[nflug] DSL
Joe
josephj at main.nc.us
Fri Apr 28 14:54:21 EDT 2006
When I was setting up my Sunrocket VoIP box, telling it to use PPPoE (as
SR tech support told me to do) cost me about a week of no service. When
I finally got a tech who told me to turn it off in the VoIP box, then
everything started working. How does that relate to what you just said?
Joe
Joshua Ronne Altemoos wrote:
> DSL does use PPPoE, but there new modems automaticly logins if you use the
> windows setup, and it sets DCHP for it's lan port. You can disable this to
> allow pass through If you have a router.
>
>
>
> -----Original Message-----
> From: nflug-bounces at nflug.org [mailto:nflug-bounces at nflug.org] On Behalf Of
> Joe
> Sent: Thursday, April 20, 2006 7:06 PM
> To: nflug at nflug.org
> Subject: Re: [nflug] DSL
>
> John Nichel wrote:
>
>> Joe wrote:
>>
>>> I got DSL and VoIP working for my partner in Windoze. There were
>>> some pretty big bumps, but it's all smooth now.
>>>
>>> Now, I want to do it for my desktop running Mandrake 9.1. (I'd wait
>>> to get a new system, but other people in the house need the phone
>>> when I'm
>>> online.)
>>>
>>> I have two ethernet cards in the box that both seem to work, but I
>>> never used them much under Windows and not at all under Linux. One
>>> is a 3Com PCI 3c900 that Linux seems to like. The other is a Network
>>> Anywhere card (700?) that doesn't seem to show up in dmesg.
>>>
>>> I don't really know much about configuring firewalls or ethernet.
>>>
>>> From configuring the Verizon DSL for my partner, I know the modem
>>> lives at 192.168.1.1 (and uses a few others in the 192.168.1.x
>>> range). It has an html user interface. Verizon does _not_ use
>>> PPPoE. I believe it needs DHCP instead.
>>>
>>> Is this going to be a big deal to figure out or is it fairly simple?
>>>
>>> Is there a *really* *simple* howto I can read?
>>>
>>> I don't want to do any server stuff at all with the possible
>>> exception of using a bit torrent client and that's nice, but not
>>> necessary. I just want to get the connection working for Internet
>>> access and email and be sure that I'm reasonably well protected
>>> against attacks. As it stands now, I've never had a security problem
>>> with the default configurations using dial up.
>>>
>>> TIA
>>>
>>> Joe
>>>
>>> dmesg segment about the 3com card
>>>
>>> Linux Tulip driver version 0.9.15-pre12 (Aug 9, 2002)

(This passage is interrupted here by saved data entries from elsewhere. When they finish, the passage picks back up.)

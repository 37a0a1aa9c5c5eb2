use std::sync::Arc;
use tracing::info;
use tracing_subscriber::{layer::SubscriberExt, util::SubscriberInitExt};

use drive::{
    api,
    config::{Config, StorageBackend},
    object_store as obj,
    storage::Database,
    AppState,
};

#[tokio::main(flavor = "current_thread")]
async fn main() -> anyhow::Result<()> {
    // Initialize tracing
    let env_filter =
        tracing_subscriber::EnvFilter::try_from_default_env().unwrap_or_else(|_| "info".into());

    let log_format = std::env::var("LOG_FORMAT").unwrap_or_default();
    match log_format.to_lowercase().as_str() {
        "gcp" => {
            tracing_subscriber::registry()
                .with(env_filter)
                .with(tracing_stackdriver::layer())
                .init();
        }
        "json" => {
            tracing_subscriber::registry()
                .with(env_filter)
                .with(
                    tracing_subscriber::fmt::layer()
                        .json()
                        .with_target(true)
                        .with_span_list(false),
                )
                .init();
        }
        _ => {
            tracing_subscriber::registry()
                .with(env_filter)
                .with(tracing_subscriber::fmt::layer())
                .init();
        }
    }

    info!(version = env!("CARGO_PKG_VERSION"), "drive starting");

    // Load configuration
    let config = Config::load()?;
    info!(
        bind_address = %config.node.bind_address,
        max_upload_size = config.max_upload_size,
        "Loaded configuration"
    );

    // Initialize database
    let db = Database::open(&config.node.data_dir)?;
    info!("Database opened at: {}", config.node.data_dir);

    // Initialize object store backend
    let object_store: Arc<dyn obj::ObjectStore> = match config.storage.backend {
        StorageBackend::Local => {
            let store = obj::LocalStore::new(
                &config.storage.local_storage_path,
                &config.node.blob_url_prefix(),
            )?;
            info!(
                "Using local storage backend at: {}",
                config.storage.local_storage_path
            );
            Arc::new(store)
        }
        StorageBackend::Gcs => {
            let bucket = config
                .storage
                .gcs_bucket
                .as_deref()
                .ok_or_else(|| anyhow::anyhow!("GCS_BUCKET is required for the gcs backend"))?;
            let store =
                obj::GcsStore::new(bucket, config.storage.gcs_credentials_file.as_deref()).await?;
            info!("Using GCS storage backend, bucket: {}", bucket);
            Arc::new(store)
        }
    };

    // Create shared state
    let state = Arc::new(AppState::new(config.clone(), Arc::new(db), object_store));

    // Build and start the HTTP server
    let app = api::create_router(Arc::clone(&state));
    let listener = tokio::net::TcpListener::bind(&config.node.bind_address).await?;
    info!("Listening on: {}", config.node.bind_address);

    axum::serve(listener, app)
        .with_graceful_shutdown(shutdown_signal())
        .await?;

    info!("Shutdown complete");
    Ok(())
}

async fn shutdown_signal() {
    let ctrl_c = async {
        tokio::signal::ctrl_c()
            .await
            .expect("Failed to install Ctrl+C handler");
    };

    #[cfg(unix)]
    let terminate = async {
        tokio::signal::unix::signal(tokio::signal::unix::SignalKind::terminate())
            .expect("Failed to install SIGTERM handler")
            .recv()
            .await;
    };

    #[cfg(not(unix))]
    let terminate = std::future::pending::<()>();

    tokio::select! {
        _ = ctrl_c => {},
        _ = terminate => {},
    }

    info!("Shutdown signal received, draining connections");
}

>>> PCI: Found IRQ 9 for device 00:0e.0
>>> eth0: ADMtek Comet rev 17 at 0xf800, 00:20:78:05:A4:F4, IRQ 9.
>>> PCI: Found IRQ 9 for device 00:0f.0
>>> 3c59x: Donald Becker and others. www.scyld.com/network/vortex.html
>>> See Documentation/networking/vortex.txt
>>> 00:0f.0: 3Com PCI 3c900 Boomerang 10baseT at 0xfc40. Vers LK1.1.18-ac
>>> 00:60:08:aa:0a:94, IRQ 9 product code 4b46 rev 00.0 date 10-26-97
>>> Internal config register is 302d8, transceivers 0xe108.
>>> 8K word-wide RAM 3:5 Rx:Tx split, 10baseT interface.
>>> Enabling bus-master transmits and whole-frame receives.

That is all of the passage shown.